Problem description =
What number of lines in the records below hold the word "impl"? Give that number alone.

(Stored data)
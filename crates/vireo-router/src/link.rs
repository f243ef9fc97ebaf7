//! Link click classification.
//!
//! The decision of whether a click on an anchor should be intercepted is pure
//! logic over a snapshot of the anchor's attributes and the mouse event, so
//! it lives here and tests natively; the DOM walking that produces the
//! snapshot lives in `vireo-web`.

/// Attribute marking a link as opted out of client-side routing.
pub const SKIP_ATTR: &str = "data-vireo-skip";
/// Attribute keeping the current scroll position across the navigation.
pub const KEEP_SCROLL_ATTR: &str = "keep-scroll-position";
/// Attribute selecting the per-link prefetch trigger.
pub const PREFETCH_ATTR: &str = "data-prefetch-static-assets";

/// Snapshot of the anchor element a click landed on.
#[derive(Debug, Clone, Default)]
pub struct LinkSnapshot {
    pub href: Option<String>,
    pub target: Option<String>,
    pub rel: Option<String>,
    pub has_download: bool,
    /// `data-vireo-skip` present.
    pub has_skip_attr: bool,
    /// Raw `keep-scroll-position` attribute value, `None` when absent.
    pub keep_scroll_attr: Option<String>,
    /// Raw `data-prefetch-static-assets` attribute value, `None` when absent.
    pub prefetch_attr: Option<String>,
}

/// The mouse-event bits that decide whether a click is a plain primary click.
#[derive(Debug, Clone, Copy, Default)]
pub struct ClickModifiers {
    pub button: i16,
    pub ctrl: bool,
    pub shift: bool,
    pub alt: bool,
    pub meta: bool,
}

impl ClickModifiers {
    /// Unmodified left-button click. Anything else (middle click,
    /// ctrl/cmd-click to open a tab, ...) keeps native behavior.
    pub fn is_plain_left_click(&self) -> bool {
        self.button == 0 && !self.ctrl && !self.shift && !self.alt && !self.meta
    }
}

/// A click the router should handle.
#[derive(Debug, Clone, PartialEq)]
pub struct InterceptedClick {
    pub url: String,
    pub keep_scroll_position: bool,
}

/// Whether a URL points outside the app: scheme-qualified or
/// protocol-relative URLs are handled by the browser, origin-relative paths
/// by this router.
pub fn is_external_url(url: &str) -> bool {
    url.starts_with("http://") || url.starts_with("https://") || url.starts_with("//")
}

/// Whether an href uses a protocol the router must never touch
/// (`mailto:`, `tel:`, `javascript:`, ...).
fn has_non_routable_protocol(url: &str) -> bool {
    match url.find(':') {
        Some(idx) => !url[..idx].contains('/'),
        None => false,
    }
}

/// Whether a link must keep native navigation behavior.
pub fn skip_link(link: &LinkSnapshot) -> bool {
    let Some(href) = link.href.as_deref() else {
        return true;
    };
    if href.is_empty() || link.has_skip_attr || link.has_download {
        return true;
    }
    // Hash links scroll natively; popstate handles them without a render.
    if href.starts_with('#') {
        return true;
    }
    if is_external_url(href) || has_non_routable_protocol(href) {
        return true;
    }
    if link
        .target
        .as_deref()
        .is_some_and(|target| !target.is_empty() && target != "_self")
    {
        return true;
    }
    if link
        .rel
        .as_deref()
        .is_some_and(|rel| rel.split_whitespace().any(|token| token == "external"))
    {
        return true;
    }
    false
}

/// The `keep-scroll-position` attribute is truthy when present with any value
/// other than `"false"`.
fn keep_scroll_position(link: &LinkSnapshot) -> bool {
    match link.keep_scroll_attr.as_deref() {
        None => false,
        Some("false") => false,
        Some(_) => true,
    }
}

/// Decide whether a click should be intercepted.
///
/// Returns `None` when native navigation must proceed: modified clicks,
/// skipped links, or the global interception escape hatch.
pub fn classify_click(
    modifiers: ClickModifiers,
    link: &LinkSnapshot,
    interception_disabled: bool,
) -> Option<InterceptedClick> {
    if interception_disabled || !modifiers.is_plain_left_click() || skip_link(link) {
        return None;
    }
    let url = link.href.clone()?;
    Some(InterceptedClick {
        url,
        keep_scroll_position: keep_scroll_position(link),
    })
}
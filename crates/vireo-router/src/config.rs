//! Router configuration.

use crate::prefetch::PrefetchMode;

/// Tunables for the navigation pipeline.
///
/// The defaults replicate browser-friendly behavior: Safari rejects more than
/// ~100 history writes per 30 seconds, so scroll saving is throttled to three
/// writes per second, and scroll settling is bounded so a slow repaint can
/// never wedge a navigation.
#[derive(Debug, Clone)]
pub struct RouterConfig {
    /// Maximum number of rewrite aborts a single navigation may accumulate
    /// before it is treated as an infinite loop.
    pub max_rewrites: usize,

    /// Maximum number of internal redirects a single navigation may chain.
    pub max_redirects: usize,

    /// Total time budget for the scroll-settling retry ladder.
    pub scroll_settle_budget_ms: u64,

    /// Delay between timer-based scroll retries.
    pub scroll_retry_interval_ms: u64,

    /// Minimum interval between scroll-position history writes.
    pub scroll_save_min_interval_ms: u64,

    /// Prefetch trigger used for links without a per-link override.
    pub default_prefetch_mode: PrefetchMode,

    /// Whether the initial hydration render may be aborted by a newer
    /// navigation. Pages can also opt in through their exports.
    pub hydration_can_be_aborted: bool,
}

impl Default for RouterConfig {
    fn default() -> Self {
        Self {
            max_rewrites: 6,
            max_redirects: 6,
            scroll_settle_budget_ms: 100,
            scroll_retry_interval_ms: 10,
            scroll_save_min_interval_ms: 334,
            default_prefetch_mode: PrefetchMode::Hover,
            hydration_can_be_aborted: false,
        }
    }
}

impl RouterConfig {
    pub fn new() -> Self {
        Self::default()
    }

    pub fn max_rewrites(mut self, n: usize) -> Self {
        self.max_rewrites = n;
        self
    }

    pub fn max_redirects(mut self, n: usize) -> Self {
        self.max_redirects = n;
        self
    }

    pub fn default_prefetch_mode(mut self, mode: PrefetchMode) -> Self {
        self.default_prefetch_mode = mode;
        self
    }

    pub fn abortable_hydration(mut self, enabled: bool) -> Self {
        self.hydration_can_be_aborted = enabled;
        self
    }
}

#[cfg(test)]
mod tests {
    use super::*;

    #[test]
    fn defaults_are_bounded() {
        let cfg = RouterConfig::default();
        assert!(cfg.max_rewrites > 0);
        assert!(cfg.max_redirects > 0);
        assert!(cfg.scroll_settle_budget_ms >= cfg.scroll_retry_interval_ms);
        // Three writes per second keeps us under Safari's history write limit.
        assert!(cfg.scroll_save_min_interval_ms >= 333);
    }

    #[test]
    fn builder_methods_override_defaults() {
        let cfg = RouterConfig::new()
            .max_rewrites(2)
            .max_redirects(3)
            .abortable_hydration(true);
        assert_eq!(cfg.max_rewrites, 2);
        assert_eq!(cfg.max_redirects, 3);
        assert!(cfg.hydration_can_be_aborted);
    }
}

Written solution =
3